Seattle sewer lines installed in the early- to mid-20th century simply can’t handle the up to 70 million gallons of polluted stormwater that flows into the Duwamish River. And as Seattle continues to grow and impervious surfaces create additional runoff, the combined sewer-wastewater systems that fill much of the Seattle area exceed the capacity of existing wastewater treatment facilities.
A $262-million project near Seattle’s Georgetown neighborhood was put in place in order to change that reality.
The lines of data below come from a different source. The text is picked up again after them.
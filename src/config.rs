//! TOML configuration.
//!
//! [`load_config`] reads, parses, and validates the file in one step and
//! fails fast on anything that would otherwise surface mid-run.

use anyhow::{bail, Context, Result};
use serde::Deserialize;
use std::collections::BTreeMap;
use std::path::{Path, PathBuf};

use rag_harness_core::batch::DEFAULT_BATCH_SIZE;
use rag_harness_core::categorize::Category;
use rag_harness_core::filter::DEFAULT_MIN_CONTENT_CHARS;
use rag_harness_core::strategy::{builtin_profiles, Profile, STRATEGY_NAMES};

#[derive(Debug, Deserialize, Clone)]
pub struct Config {
    #[serde(default)]
    pub index: IndexConfig,
    #[serde(default)]
    pub chunking: ChunkingConfig,
    #[serde(default)]
    pub embedding: EmbeddingConfig,
    #[serde(default)]
    pub ingest: IngestConfig,
    #[serde(default)]
    pub retrieval: RetrievalConfig,
    #[serde(default)]
    pub server: ServerConfig,
}

#[derive(Debug, Deserialize, Clone)]
pub struct IndexConfig {
    #[serde(default = "default_persist_directory")]
    pub persist_directory: PathBuf,
    #[serde(default = "default_collection")]
    pub collection: String,
}

impl Default for IndexConfig {
    fn default() -> Self {
        Self {
            persist_directory: default_persist_directory(),
            collection: default_collection(),
        }
    }
}

fn default_persist_directory() -> PathBuf {
    PathBuf::from("./data/index")
}
fn default_collection() -> String {
    "documents".to_string()
}

#[derive(Debug, Deserialize, Clone)]
pub struct ChunkingConfig {
    #[serde(default = "default_min_content_chars")]
    pub min_content_chars: usize,
    #[serde(default = "default_max_file_bytes")]
    pub max_file_bytes: u64,
}

impl Default for ChunkingConfig {
    fn default() -> Self {
        Self {
            min_content_chars: default_min_content_chars(),
            max_file_bytes: default_max_file_bytes(),
        }
    }
}

fn default_min_content_chars() -> usize {
    DEFAULT_MIN_CONTENT_CHARS
}
fn default_max_file_bytes() -> u64 {
    1024 * 1024
}

#[derive(Debug, Deserialize, Clone)]
pub struct EmbeddingConfig {
    #[serde(default = "default_provider")]
    pub provider: String,
    #[serde(default)]
    pub model: Option<String>,
    #[serde(default)]
    pub dims: Option<usize>,
    #[serde(default = "default_batch_size")]
    pub batch_size: usize,
    #[serde(default = "default_max_retries")]
    pub max_retries: u32,
    #[serde(default = "default_timeout_secs")]
    pub timeout_secs: u64,
    /// Ollama base URL.
    #[serde(default)]
    pub url: Option<String>,
}

impl Default for EmbeddingConfig {
    fn default() -> Self {
        Self {
            provider: default_provider(),
            model: None,
            dims: None,
            batch_size: default_batch_size(),
            max_retries: default_max_retries(),
            timeout_secs: default_timeout_secs(),
            url: None,
        }
    }
}

fn default_provider() -> String {
    "local".to_string()
}
fn default_batch_size() -> usize {
    DEFAULT_BATCH_SIZE
}
fn default_max_retries() -> u32 {
    5
}
fn default_timeout_secs() -> u64 {
    30
}

impl EmbeddingConfig {
    pub fn is_enabled(&self) -> bool {
        self.provider != "disabled"
    }
}

#[derive(Debug, Deserialize, Clone)]
pub struct IngestConfig {
    #[serde(default = "default_repos_dir")]
    pub repos_dir: PathBuf,
    #[serde(default = "default_docs_dir")]
    pub docs_dir: PathBuf,
    /// Repository URLs or local paths.
    #[serde(default)]
    pub repos: Vec<String>,
    /// Optional file with one repository per line; `#` starts a comment.
    #[serde(default)]
    pub repos_file: Option<PathBuf>,
    #[serde(default = "default_include_categories")]
    pub include_categories: Vec<String>,
    #[serde(default)]
    pub exclude_globs: Vec<String>,
}

impl Default for IngestConfig {
    fn default() -> Self {
        Self {
            repos_dir: default_repos_dir(),
            docs_dir: default_docs_dir(),
            repos: Vec::new(),
            repos_file: None,
            include_categories: default_include_categories(),
            exclude_globs: Vec::new(),
        }
    }
}

fn default_repos_dir() -> PathBuf {
    PathBuf::from("./data/repositories")
}
fn default_docs_dir() -> PathBuf {
    PathBuf::from("./data/documents")
}
fn default_include_categories() -> Vec<String> {
    vec![
        "documentation".to_string(),
        "code".to_string(),
        "configuration".to_string(),
    ]
}

#[derive(Debug, Deserialize, Clone)]
pub struct RetrievalConfig {
    #[serde(default = "default_profile")]
    pub default_profile: String,
    /// Overrides and additions on top of the built-in profiles.
    #[serde(default)]
    pub profiles: BTreeMap<String, Profile>,
}

impl Default for RetrievalConfig {
    fn default() -> Self {
        Self {
            default_profile: default_profile(),
            profiles: BTreeMap::new(),
        }
    }
}

fn default_profile() -> String {
    "qa_agent".to_string()
}

impl RetrievalConfig {
    /// Built-in profiles with configured ones layered on top.
    pub fn all_profiles(&self) -> BTreeMap<String, Profile> {
        let mut all = builtin_profiles();
        all.extend(self.profiles.clone());
        all
    }

    pub fn profile(&self, name: &str) -> Option<Profile> {
        self.all_profiles().remove(name)
    }
}

#[derive(Debug, Deserialize, Clone)]
pub struct ServerConfig {
    #[serde(default = "default_bind")]
    pub bind: String,
}

impl Default for ServerConfig {
    fn default() -> Self {
        Self {
            bind: default_bind(),
        }
    }
}

fn default_bind() -> String {
    "127.0.0.1:7341".to_string()
}

impl Config {
    /// Absolute-or-relative path of the SQLite file inside the persist
    /// directory.
    pub fn index_path(&self) -> PathBuf {
        self.index.persist_directory.join("index.sqlite")
    }
}

pub fn load_config(path: &Path) -> Result<Config> {
    let content = std::fs::read_to_string(path)
        .with_context(|| format!("Failed to read config file: {}", path.display()))?;

    let config: Config = toml::from_str(&content).with_context(|| "Failed to parse config file")?;
    validate(&config)?;
    Ok(config)
}

fn validate(config: &Config) -> Result<()> {
    if config.index.collection.trim().is_empty() {
        bail!("index.collection must not be empty");
    }

    // Validate embedding
    if config.embedding.batch_size == 0 {
        bail!("embedding.batch_size must be > 0");
    }

    match config.embedding.provider.as_str() {
        "disabled" | "local" => {}
        "openai" | "ollama" => {
            if config.embedding.model.is_none() {
                bail!(
                    "embedding.model must be specified when provider is '{}'",
                    config.embedding.provider
                );
            }
            if config.embedding.dims.is_none() || config.embedding.dims == Some(0) {
                bail!(
                    "embedding.dims must be > 0 when provider is '{}'",
                    config.embedding.provider
                );
            }
        }
        other => bail!(
            "Unknown embedding provider: '{}'. Must be disabled, local, openai, or ollama.",
            other
        ),
    }
    if config.embedding.provider == "local" && config.embedding.dims == Some(0) {
        bail!("embedding.dims must be > 0 when provider is 'local'");
    }

    // Validate ingest
    for category in &config.ingest.include_categories {
        if Category::parse(category).is_none() {
            bail!(
                "Unknown category in ingest.include_categories: '{}'",
                category
            );
        }
    }

    // Validate retrieval
    let profiles = config.retrieval.all_profiles();
    if !profiles.contains_key(&config.retrieval.default_profile) {
        bail!(
            "retrieval.default_profile '{}' is not a known profile",
            config.retrieval.default_profile
        );
    }
    for (name, profile) in &config.retrieval.profiles {
        if profile.limit < 1 {
            bail!("retrieval.profiles.{}.limit must be >= 1", name);
        }
        if profile.n_results < profile.limit {
            bail!("retrieval.profiles.{}.n_results must be >= limit", name);
        }
        if !STRATEGY_NAMES.contains(&profile.strategy.as_str()) {
            tracing::warn!(
                profile = %name,
                strategy = %profile.strategy,
                "unknown strategy, results will be truncated in original order"
            );
        }
    }

    Ok(())
}

#[cfg(test)]
mod tests {
    use super::*;

    fn parse(toml_str: &str) -> Result<Config> {
        let config: Config = toml::from_str(toml_str)?;
        validate(&config)?;
        Ok(config)
    }

    #[test]
    fn test_empty_file_uses_defaults() {
        let config = parse("").unwrap();
        assert_eq!(config.index.collection, "documents");
        assert_eq!(config.embedding.batch_size, 100);
        assert_eq!(config.chunking.min_content_chars, 50);
        assert_eq!(config.retrieval.default_profile, "qa_agent");
        assert_eq!(config.index_path(), PathBuf::from("./data/index/index.sqlite"));
    }

    #[test]
    fn test_rejects_zero_batch_size() {
        let err = parse("[embedding]\nprovider = \"disabled\"\nbatch_size = 0").unwrap_err();
        assert!(err.to_string().contains("batch_size"));
    }

    #[test]
    fn test_remote_provider_requires_model_and_dims() {
        assert!(parse("[embedding]\nprovider = \"openai\"\ndims = 8").is_err());
        assert!(parse("[embedding]\nprovider = \"ollama\"\nmodel = \"m\"").is_err());
        assert!(parse("[embedding]\nprovider = \"ollama\"\nmodel = \"m\"\ndims = 8").is_ok());
        assert!(parse("[embedding]\nprovider = \"cohere\"").is_err());
    }

    #[test]
    fn test_profile_override_and_validation() {
        let config = parse(
            r#"
[retrieval]
default_profile = "terse"

[retrieval.profiles.terse]
strategy = "code_focused"
n_results = 4
limit = 2

[retrieval.profiles.qa_agent]
strategy = "balanced"
n_results = 30
limit = 3
category_weights = { documentation = 1.0 }
"#,
        )
        .unwrap();
        let qa = config.retrieval.profile("qa_agent").unwrap();
        assert_eq!(qa.n_results, 30);
        assert!(config.retrieval.profile("workflow_agent").is_some());

        let bad = parse(
            "[retrieval.profiles.x]\nstrategy = \"balanced\"\nn_results = 1\nlimit = 2",
        );
        assert!(bad.is_err());
        assert!(parse("[retrieval]\ndefault_profile = \"nobody\"").is_err());
    }

    #[test]
    fn test_rejects_unknown_category() {
        assert!(parse("[ingest]\ninclude_categories = [\"code\", \"binary\"]").is_err());
    }
}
Pacific Pile & Marines portion of the project primarily consisted of outfall construction which for 306 LF of 54-in OD HDPE outfall pipe into the Lower Duwamish Waterway. 106 LF of the outfall pipe is installed within a shored trench with the remaining 200 LF installed on existing grade or within a shallow burial. The final 50-ft of the outfall includes (8) 20-in duckbill valves for the diffusion of effluent into the waterway. Outfall calls for precast concrete anchors bolted onto the pipe to provide weight and stability. Outfall work calls for the trestle, excavation, and shoring. Work also calls for the removal and disposal of steel and creosote pilings and other debris along the shoreline, post-construction restoration of the shoreline armoring, and restoration of an existing upper-intertidal swale. 19 LF of 60-in ID, lined and coated, steel effluent conveyance pipe is also to be installed along with a drop structure. Drop structure is to be constructed of cast-in-place concrete within a shored and dewatered excavation area. Pipe spools will be cast into structure walls for connection to effluent conveyance and outfall pipes with being a flap gate check valve on the entrance to drop structure.